La zone Euro voit son activité économique remonter en Juillet

Juillet ce mois encourageant

L’activité économique de la zone euro a augmenté en juillet pour la première fois depuis la pandémie de coronavirus, alors que d’autres secteurs de l’économie qui avaient été verrouillés pour enrayer sa propagation ont rouvert et que les gens sont sortis de chez eux pour travailler et dépenser de l’argent.

Dans le monde, près de 15,5 millions de personnes ont été infectées par le coronavirus, mais comme le taux d’infection a diminué dans une grande partie de l’Europe, les gouvernements ont assoupli certaines restrictions.

Ce déblocage a fait passer l’indice composite des directeurs d’achat (PMI) d’IHS Markit, considéré comme un bon indicateur de la santé économique du bloc, à 54,8 en juillet, contre 48,5 en juin, son plus haut niveau depuis la mi-2018.

« Cette forte hausse… est un signe encourageant que la reprise économique s’est poursuivie à un rythme décent. Mais nous pensons que l’activité restera en dessous des niveaux d’avant la crise pendant au moins les deux prochaines années » (Jack Allen-Reynolds de Capital Economics).

Les dirigeants de l’Union européenne se sont mis d’accord mardi sur un fonds de 750 milliards d’euros pour la relance de l’économie en cas de pandémie.
La politique monétaire de la Banque centrale européenne devant rester très souple pendant longtemps, l’optimisme sur l’année à venir s’est amélioré.

Les marchés s’attendent toujours à une reprise en forme de V – comme certains économistes – mais si les données d’aujourd’hui indiquent une sorte de rebond, il est peu probable qu’elles confirment ces prévisions.

« Une reprise en forme de V semble assez irréaliste, malgré les chiffres encourageants », a déclaré Bert Colijn chez ING.

L’activité des entreprises françaises a rebondi bien plus que prévu, alors que la reprise post-lockdown dans le secteur des services est passée à la vitesse supérieure, selon les données du PMI.

L’activité manufacturière en Allemagne s’est stabilisée, évitant une contraction pour la première fois depuis 19 mois, ce qui laisse espérer une reprise après une longue récession exacerbée par la pandémie.

Pendant ce temps, les entreprises britanniques, en dehors de la zone euro, ont connu en juillet la reprise la plus rapide en cinq ans, grâce à la réouverture d’une plus grande partie de l’économie et au fait que les consommateurs ont ramené leurs dépenses à un niveau proche de celui d’avant la crise.

Les données officielles ont montré que l’économie britannique s’est contractée de plus de 25 % en mars et avril, et qu’elle s’est redressée moins que prévu en mai. Un sondage Reuters de cette semaine a suggéré que l’économie se contracterait de plus de 9 % cette année.

MENACER L’EMPLOI

La demande ayant augmenté, les entreprises de la zone euro ont réduit leurs effectifs à un rythme moins soutenu et les responsables des achats ont été à leur plus haut niveau d’optimisme depuis février, juste avant que l’Europe ne commence à ressentir tout le poids de la pandémie.

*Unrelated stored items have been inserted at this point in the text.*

//! Help command handler.
//!
//! Lists every command with its parameters and the accepted language codes.

use log::debug;

use crate::commands::{
    CommandResult,
    reply::{Field, render},
    responses::format_help,
    schema::COMMANDS,
};

pub const TITLE: &str = "Ayuda";

/// Lists every command of the table with its parameters and aliases.
///
/// # Returns
///
/// A `CommandResult` titled `Ayuda` with a single field holding the command
/// list and the supported language codes. Never requests a bot action.
pub fn handle_help() -> CommandResult {
    debug!("handling help command");

    render(TITLE, vec![Field::block("Chikis", format_help(&COMMANDS))]).into()
}
//! User facing texts.
//!
//! Every sentence the bot writes lives here so handlers only assemble fields.

use crate::{
    commands::{ArgumentIssue, CommandError, ScriptIssue, schema::CommandSpec},
    translator::Language,
};

pub const BOT_TITLE: &str = "Chikis";
pub const ERROR_FIELD: &str = "ERROR!";
pub const SEPARATOR_FIELD: &str = "------------";

pub fn format_greeting() -> String {
    "Buenas, sean libres de usar mis comandos. Cuando me desconectan, elimino todo lo que hayan mandado por este canal."
        .to_owned()
}

pub fn format_goodbye() -> String {
    "Adios, nos vemos. Borrando todo lo que mandaron...".to_owned()
}

pub fn format_server_ip(host: &str) -> String {
    format!("La IP del servidor es: {}", host)
}

pub fn format_nothing_sent(user_name: &str) -> String {
    format!("No mandaste nada, {}.", user_name)
}

pub fn format_user_sent(user_name: &str) -> String {
    format!("{} mandó:", user_name)
}

pub fn format_translated_as() -> String {
    "que se traduce como:".to_owned()
}

pub fn format_server_empty() -> String {
    "Parece que el servidor esta vacío.".to_owned()
}

pub fn format_players_online(online: u32) -> String {
    format!("Están jugando: ({})", online)
}

pub fn format_operator_report(detail: &str) -> String {
    format!("El servidor de Minecraft no responde: {}", detail)
}

pub fn format_help(commands: &[CommandSpec]) -> String {
    let commands_md = commands
        .iter()
        .map(|spec| {
            let params = spec
                .params
                .iter()
                .map(|param| match param.required {
                    true => format!(" <{}>", param.name),
                    false => format!(" [{}]", param.name),
                })
                .collect::<String>();
            format!("- `{}{}`: {}", spec.name, params, spec.description)
        })
        .collect::<Vec<String>>()
        .join("\n");

    let languages = Language::codes().join(", ");

    format!(
        "Comandos:\n\n{}\n\nUso: `!chikis traduccion idioma=en Hola`. Idiomas: {}",
        commands_md, languages
    )
}

pub fn format_error(error: &CommandError) -> String {
    match error {
        CommandError::UnknownCommand(name) => format!(
            "No conozco el comando `{}`. Escribe `!chikis ayuda` para ver los comandos.",
            name
        ),
        CommandError::InvalidArgument { parameter, reason } => match reason {
            ArgumentIssue::Missing => format!("Falta el parámetro `{}`.", parameter),
            ArgumentIssue::TooLong { max } => format!(
                "El parámetro `{}` no puede tener más de {} caracteres.",
                parameter, max
            ),
            ArgumentIssue::NotAllowed(value) => format!(
                "`{}` no es un valor válido para `{}`. Valores posibles: {}",
                value,
                parameter,
                Language::codes().join(", ")
            ),
            ArgumentIssue::Unexpected => format!("No conozco el parámetro `{}`.", parameter),
        },
        CommandError::InvalidScript(ScriptIssue::NotJapanese) => {
            "Lo que mandaste no está en Japonés. Recuerda utilizar el alfabeto del lenguaje."
                .to_owned()
        }
        CommandError::InvalidScript(ScriptIssue::DigitsOnly) => {
            "Lo que mandaste son puros dígitos.".to_owned()
        }
        CommandError::TranslationBackend => {
            "No pude traducir tu mensaje, intenta más tarde.".to_owned()
        }
        CommandError::ServerUnreachable(_) => {
            "No pude contactar al servidor de Minecraft. Ya le avisé al administrador.".to_owned()
        }
        CommandError::Forbidden => "No tienes permiso para usar este comando.".to_owned(),
    }
}
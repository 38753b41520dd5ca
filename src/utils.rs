//! Small helpers shared across the bot.

use std::path::PathBuf;

/// Joins `file_name` to `dir_path`.
pub fn get_path(dir_path: &str, file_name: &str) -> String {
    let path: PathBuf = [dir_path, file_name].iter().collect();
    path.to_string_lossy().into_owned()
}

/// Removes trailing slashes so paths can be appended with `format!("{}/...")`.
pub fn normalize_url(url: &str) -> String {
    url.trim_end_matches('/').to_owned()
}

#[cfg(test)]
mod tests {
    use super::*;

    #[test]
    fn test_get_path() {
        #[cfg(unix)]
        {
            assert_eq!(get_path("/var/chikis", "channel"), "/var/chikis/channel");
            assert_eq!(get_path(".", "session"), "./session");
        }
        #[cfg(windows)]
        assert_eq!(get_path("C:\\chikis", "channel"), "C:\\chikis\\channel");
    }

    #[test]
    fn test_normalize_url() {
        assert_eq!(
            normalize_url("https://translate.googleapis.com/"),
            "https://translate.googleapis.com"
        );
        assert_eq!(normalize_url("http://localhost:8080//"), "http://localhost:8080");
        assert_eq!(normalize_url("http://localhost"), "http://localhost");
    }
}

Le nouvel indice des entreprises a atteint son plus haut niveau depuis octobre 2018, ce qui laisse penser que la reprise se prolongera jusqu’en août, mais il est à craindre que la reprise ne déraille en raison de la perte d’emplois et des mesures de lutte contre le coronavirus encore en place.

Néanmoins, une étude sur le secteur des services, qui a été le plus durement touché par les mesures de verrouillage imposées par le gouvernement, a dépassé le seuil de rentabilité et atteint son plus haut niveau depuis la mi-2018.

Mais la reprise de la demande a été en partie due aux entreprises qui ont réduit leurs prix pour un cinquième mois, bien qu’à un rythme moins élevé qu’en juin.

L’industrie manufacturière a également renoué avec la croissance, le PMI des usines passant de 47,4 à 51,1, ce qui représente la première fois qu’il dépasse le seuil de rentabilité depuis janvier 2019 et est supérieur aux prévisions.
Un indice mesurant la production, qui alimente l’indice composite PMI, a fait un bond en territoire de croissance.